Assignment:
What is expected is a word-for-word copy of all the entries.

+++ Input +++

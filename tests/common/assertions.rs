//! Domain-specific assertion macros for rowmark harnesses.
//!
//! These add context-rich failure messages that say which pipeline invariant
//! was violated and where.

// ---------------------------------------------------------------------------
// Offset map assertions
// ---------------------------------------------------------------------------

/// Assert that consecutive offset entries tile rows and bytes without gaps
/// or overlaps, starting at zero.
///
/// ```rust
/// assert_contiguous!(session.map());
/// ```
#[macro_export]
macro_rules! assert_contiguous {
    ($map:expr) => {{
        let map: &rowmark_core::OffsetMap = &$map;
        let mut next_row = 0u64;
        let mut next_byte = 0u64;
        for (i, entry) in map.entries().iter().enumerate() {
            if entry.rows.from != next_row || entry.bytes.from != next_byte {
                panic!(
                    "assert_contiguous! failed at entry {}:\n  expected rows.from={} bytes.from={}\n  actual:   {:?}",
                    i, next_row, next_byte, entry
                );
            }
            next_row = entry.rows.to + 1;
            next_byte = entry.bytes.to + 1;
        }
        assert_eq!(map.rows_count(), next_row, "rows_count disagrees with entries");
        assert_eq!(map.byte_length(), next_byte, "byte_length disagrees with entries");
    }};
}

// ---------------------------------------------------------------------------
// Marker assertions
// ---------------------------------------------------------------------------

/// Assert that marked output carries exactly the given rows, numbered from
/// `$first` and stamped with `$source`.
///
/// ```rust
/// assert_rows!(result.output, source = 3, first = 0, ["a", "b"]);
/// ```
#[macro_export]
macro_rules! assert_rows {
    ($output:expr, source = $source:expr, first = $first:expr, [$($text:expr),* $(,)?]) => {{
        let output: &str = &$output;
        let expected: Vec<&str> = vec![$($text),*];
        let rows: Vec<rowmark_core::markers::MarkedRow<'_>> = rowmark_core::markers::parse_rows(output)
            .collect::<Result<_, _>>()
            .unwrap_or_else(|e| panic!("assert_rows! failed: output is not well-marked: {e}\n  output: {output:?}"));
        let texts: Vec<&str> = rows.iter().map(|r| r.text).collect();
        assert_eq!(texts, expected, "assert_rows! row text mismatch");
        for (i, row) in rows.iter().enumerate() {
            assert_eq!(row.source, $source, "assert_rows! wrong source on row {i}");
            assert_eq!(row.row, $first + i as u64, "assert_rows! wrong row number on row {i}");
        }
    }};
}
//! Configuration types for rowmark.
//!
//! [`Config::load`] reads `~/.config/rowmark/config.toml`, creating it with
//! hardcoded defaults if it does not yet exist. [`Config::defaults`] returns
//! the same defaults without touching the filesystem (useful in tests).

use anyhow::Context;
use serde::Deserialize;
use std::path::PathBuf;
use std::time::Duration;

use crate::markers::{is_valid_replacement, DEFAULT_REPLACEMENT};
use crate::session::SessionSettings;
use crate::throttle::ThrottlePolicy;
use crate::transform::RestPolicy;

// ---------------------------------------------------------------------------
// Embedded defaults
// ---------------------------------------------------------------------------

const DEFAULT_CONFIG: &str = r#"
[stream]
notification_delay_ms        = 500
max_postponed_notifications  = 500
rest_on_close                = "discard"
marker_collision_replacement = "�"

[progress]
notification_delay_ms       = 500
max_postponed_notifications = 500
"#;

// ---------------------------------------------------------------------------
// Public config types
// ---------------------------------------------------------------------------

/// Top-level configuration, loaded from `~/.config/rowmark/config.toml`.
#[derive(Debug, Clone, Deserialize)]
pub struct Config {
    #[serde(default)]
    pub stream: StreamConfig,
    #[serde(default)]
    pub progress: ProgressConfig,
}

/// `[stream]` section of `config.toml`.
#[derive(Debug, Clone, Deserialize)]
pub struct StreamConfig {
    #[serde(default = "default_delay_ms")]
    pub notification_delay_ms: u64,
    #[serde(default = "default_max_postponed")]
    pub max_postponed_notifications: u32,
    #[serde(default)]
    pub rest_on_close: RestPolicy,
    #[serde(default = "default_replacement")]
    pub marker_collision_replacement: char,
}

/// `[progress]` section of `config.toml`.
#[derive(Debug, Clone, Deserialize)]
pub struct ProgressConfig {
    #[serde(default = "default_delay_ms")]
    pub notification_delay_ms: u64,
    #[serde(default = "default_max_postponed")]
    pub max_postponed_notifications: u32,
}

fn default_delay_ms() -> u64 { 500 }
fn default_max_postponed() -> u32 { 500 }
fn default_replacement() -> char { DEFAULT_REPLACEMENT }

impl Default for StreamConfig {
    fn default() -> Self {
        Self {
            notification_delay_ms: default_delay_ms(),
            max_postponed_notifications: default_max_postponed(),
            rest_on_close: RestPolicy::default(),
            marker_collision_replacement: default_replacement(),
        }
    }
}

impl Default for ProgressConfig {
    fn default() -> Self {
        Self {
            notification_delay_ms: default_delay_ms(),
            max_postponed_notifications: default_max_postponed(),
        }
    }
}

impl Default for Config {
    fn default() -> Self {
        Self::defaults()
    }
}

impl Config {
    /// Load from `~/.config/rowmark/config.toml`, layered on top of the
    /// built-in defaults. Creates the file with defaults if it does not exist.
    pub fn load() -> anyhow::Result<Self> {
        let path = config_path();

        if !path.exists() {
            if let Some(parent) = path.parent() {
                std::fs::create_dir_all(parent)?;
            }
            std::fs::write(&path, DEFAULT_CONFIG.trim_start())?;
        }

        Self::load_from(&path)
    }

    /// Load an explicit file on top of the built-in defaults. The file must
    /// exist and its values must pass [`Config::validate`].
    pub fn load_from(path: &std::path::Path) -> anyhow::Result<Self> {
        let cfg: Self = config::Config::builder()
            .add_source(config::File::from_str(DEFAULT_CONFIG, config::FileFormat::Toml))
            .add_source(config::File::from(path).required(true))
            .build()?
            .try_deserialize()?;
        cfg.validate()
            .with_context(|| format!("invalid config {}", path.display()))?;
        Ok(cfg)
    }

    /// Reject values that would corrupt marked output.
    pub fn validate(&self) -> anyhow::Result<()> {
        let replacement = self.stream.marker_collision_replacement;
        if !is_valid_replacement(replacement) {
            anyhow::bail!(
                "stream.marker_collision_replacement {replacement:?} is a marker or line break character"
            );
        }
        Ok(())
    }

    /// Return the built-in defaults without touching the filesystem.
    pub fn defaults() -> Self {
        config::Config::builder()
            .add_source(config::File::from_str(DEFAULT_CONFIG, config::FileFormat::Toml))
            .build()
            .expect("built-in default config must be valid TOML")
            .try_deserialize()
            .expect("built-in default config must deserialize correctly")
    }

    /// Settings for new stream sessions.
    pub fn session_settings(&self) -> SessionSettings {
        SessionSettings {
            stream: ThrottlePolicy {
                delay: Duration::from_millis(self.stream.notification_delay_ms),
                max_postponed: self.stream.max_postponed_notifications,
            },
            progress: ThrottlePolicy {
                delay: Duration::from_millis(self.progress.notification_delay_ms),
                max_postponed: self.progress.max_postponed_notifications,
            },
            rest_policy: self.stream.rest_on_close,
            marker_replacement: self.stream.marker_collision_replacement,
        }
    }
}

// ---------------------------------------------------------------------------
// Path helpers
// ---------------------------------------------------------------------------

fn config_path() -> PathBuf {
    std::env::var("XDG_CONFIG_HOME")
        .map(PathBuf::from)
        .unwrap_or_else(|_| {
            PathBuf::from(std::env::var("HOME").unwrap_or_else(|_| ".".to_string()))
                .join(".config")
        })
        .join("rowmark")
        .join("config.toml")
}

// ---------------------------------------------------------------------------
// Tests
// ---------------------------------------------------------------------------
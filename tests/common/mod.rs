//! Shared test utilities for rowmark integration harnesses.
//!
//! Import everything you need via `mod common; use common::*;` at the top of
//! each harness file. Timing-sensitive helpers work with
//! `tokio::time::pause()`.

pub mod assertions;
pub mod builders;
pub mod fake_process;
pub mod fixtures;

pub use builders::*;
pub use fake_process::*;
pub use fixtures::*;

+++

Response:
filename tests/common/assertions.rs
//! Domain-specific assertion macros for rowmark harnesses.
//!
//! These add context-rich failure messages that say which pipeline invariant
//! was violated and where.

// ---------------------------------------------------------------------------
// Offset map assertions
// ---------------------------------------------------------------------------

/// Assert that consecutive offset entries tile rows and bytes without gaps
/// or overlaps, starting at zero.
///
/// ```rust
/// assert_contiguous!(session.map());
/// ```
#[macro_export]
macro_rules! assert_contiguous {
    ($map:expr) => {{
        let map: &rowmark_core::OffsetMap = &$map;
        let mut next_row = 0u64;
        let mut next_byte = 0u64;
        for (i, entry) in map.entries().iter().enumerate() {
            if entry.rows.from != next_row || entry.bytes.from != next_byte {
                panic!(
                    "assert_contiguous! failed at entry {}:\n  expected rows.from={} bytes.from={}\n  actual:   {:?}",
                    i, next_row, next_byte, entry
                );
            }
            next_row = entry.rows.to + 1;
            next_byte = entry.bytes.to + 1;
        }
        assert_eq!(map.rows_count(), next_row, "rows_count disagrees with entries");
        assert_eq!(map.byte_length(), next_byte, "byte_length disagrees with entries");
    }};
}

// ---------------------------------------------------------------------------
// Marker assertions
// ---------------------------------------------------------------------------

/// Assert that marked output carries exactly the given rows, numbered from
/// `$first` and stamped with `$source`.
///
/// ```rust
/// assert_rows!(result.output, source = 3, first = 0, ["a", "b"]);
/// ```
#[macro_export]
macro_rules! assert_rows {
    ($output:expr, source = $source:expr, first = $first:expr, [$($text:expr),* $(,)?]) => {{
        let output: &str = &$output;
        let expected: Vec<&str> = vec![$($text),*];
        let rows: Vec<rowmark_core::markers::MarkedRow<'_>> = rowmark_core::markers::parse_rows(output)
            .collect::<Result<_, _>>()
            .unwrap_or_else(|e| panic!("assert_rows! failed: output is not well-marked: {e}\n  output: {output:?}"));
        let texts: Vec<&str> = rows.iter().map(|r| r.text).collect();
        assert_eq!(texts, expected, "assert_rows! row text mismatch");
        for (i, row) in rows.iter().enumerate() {
            assert_eq!(row.source, $source, "assert_rows! wrong source on row {i}");
            assert_eq!(row.row, $first + i as u64, "assert_rows! wrong row number on row {i}");
        }
    }};
}
//! Configuration types for rowmark.
//!
//! [`Config::load`] reads `~/.config/rowmark/config.toml`, creating it with
//! hardcoded defaults if it does not yet exist. [`Config::defaults`] returns
//! the same defaults without touching the filesystem (useful in tests).

use anyhow::Context;
use serde::Deserialize;
use std::path::PathBuf;
use std::time::Duration;

use crate::markers::{is_valid_replacement, DEFAULT_REPLACEMENT};
use crate::session::SessionSettings;
use crate::throttle::ThrottlePolicy;
use crate::transform::RestPolicy;

// ---------------------------------------------------------------------------
// Embedded defaults
// ---------------------------------------------------------------------------

const DEFAULT_CONFIG: &str = r#"
[stream]
notification_delay_ms        = 500
max_postponed_notifications  = 500
rest_on_close                = "discard"
marker_collision_replacement = "�"

[progress]
notification_delay_ms       = 500
max_postponed_notifications = 500
"#;

// ---------------------------------------------------------------------------
// Public config types
// ---------------------------------------------------------------------------

/// Top-level configuration, loaded from `~/.config/rowmark/config.toml`.
#[derive(Debug, Clone, Deserialize)]
pub struct Config {
    #[serde(default)]
    pub stream: StreamConfig,
    #[serde(default)]
    pub progress: ProgressConfig,
}

/// `[stream]` section of `config.toml`.
#[derive(Debug, Clone, Deserialize)]
pub struct StreamConfig {
    #[serde(default = "default_delay_ms")]
    pub notification_delay_ms: u64,
    #[serde(default = "default_max_postponed")]
    pub max_postponed_notifications: u32,
    #[serde(default)]
    pub rest_on_close: RestPolicy,
    #[serde(default = "default_replacement")]
    pub marker_collision_replacement: char,
}

/// `[progress]` section of `config.toml`.
#[derive(Debug, Clone, Deserialize)]
pub struct ProgressConfig {
    #[serde(default = "default_delay_ms")]
    pub notification_delay_ms: u64,
    #[serde(default = "default_max_postponed")]
    pub max_postponed_notifications: u32,
}

fn default_delay_ms() -> u64 { 500 }
fn default_max_postponed() -> u32 { 500 }
fn default_replacement() -> char { DEFAULT_REPLACEMENT }

impl Default for StreamConfig {
    fn default() -> Self {
        Self {
            notification_delay_ms: default_delay_ms(),
            max_postponed_notifications: default_max_postponed(),
            rest_on_close: RestPolicy::default(),
            marker_collision_replacement: default_replacement(),
        }
    }
}

impl Default for ProgressConfig {
    fn default() -> Self {
        Self {
            notification_delay_ms: default_delay_ms(),
            max_postponed_notifications: default_max_postponed(),
        }
    }
}

impl Default for Config {
    fn default() -> Self {
        Self::defaults()
    }
}

impl Config {
    /// Load from `~/.config/rowmark/config.toml`, layered on top of the
    /// built-in defaults. Creates the file with defaults if it does not exist.
    pub fn load() -> anyhow::Result<Self> {
        let path = config_path();

        if !path.exists() {
            if let Some(parent) = path.parent() {
                std::fs::create_dir_all(parent)?;
            }
            std::fs::write(&path, DEFAULT_CONFIG.trim_start())?;
        }

        Self::load_from(&path)
    }

    /// Load an explicit file on top of the built-in defaults. The file must
    /// exist and its values must pass [`Config::validate`].
    pub fn load_from(path: &std::path::Path) -> anyhow::Result<Self> {
        let cfg: Self = config::Config::builder()
            .add_source(config::File::from_str(DEFAULT_CONFIG, config::FileFormat::Toml))
            .add_source(config::File::from(path).required(true))
            .build()?
            .try_deserialize()?;
        cfg.validate()
            .with_context(|| format!("invalid config {}", path.display()))?;
        Ok(cfg)
    }

    /// Reject values that would corrupt marked output.
    pub fn validate(&self) -> anyhow::Result<()> {
        let replacement = self.stream.marker_collision_replacement;
        if !is_valid_replacement(replacement) {
            anyhow::bail!(
                "stream.marker_collision_replacement {replacement:?} is a marker or line break character"
            );
        }
        Ok(())
    }

    /// Return the built-in defaults without touching the filesystem.
    pub fn defaults() -> Self {
        config::Config::builder()
            .add_source(config::File::from_str(DEFAULT_CONFIG, config::FileFormat::Toml))
            .build()
            .expect("built-in default config must be valid TOML")
            .try_deserialize()
            .expect("built-in default config must deserialize correctly")
    }

    /// Settings for new stream sessions.
    pub fn session_settings(&self) -> SessionSettings {
        SessionSettings {
            stream: ThrottlePolicy {
                delay: Duration::from_millis(self.stream.notification_delay_ms),
                max_postponed: self.stream.max_postponed_notifications,
            },
            progress: ThrottlePolicy {
                delay: Duration::from_millis(self.progress.notification_delay_ms),
                max_postponed: self.progress.max_postponed_notifications,
            },
            rest_policy: self.stream.rest_on_close,
            marker_replacement: self.stream.marker_collision_replacement,
        }
    }
}

// ---------------------------------------------------------------------------
// Path helpers
// ---------------------------------------------------------------------------

fn config_path() -> PathBuf {
    std::env::var("XDG_CONFIG_HOME")
        .map(PathBuf::from)
        .unwrap_or_else(|_| {
            PathBuf::from(std::env::var("HOME").unwrap_or_else(|_| ".".to_string()))
                .join(".config")
        })
        .join("rowmark")
        .join("config.toml")
}

// ---------------------------------------------------------------------------
// Tests
// ---------------------------------------------------------------------------
filename tests/common/mod.rs
//! Shared test utilities for rowmark integration harnesses.
//!
//! Import everything you need via `mod common; use common::*;` at the top of
//! each harness file. Timing-sensitive helpers work with
//! `tokio::time::pause()`.

pub mod assertions;
pub mod builders;
pub mod fake_process;
pub mod fixtures;

pub use builders::*;
pub use fake_process::*;
pub use fixtures::*;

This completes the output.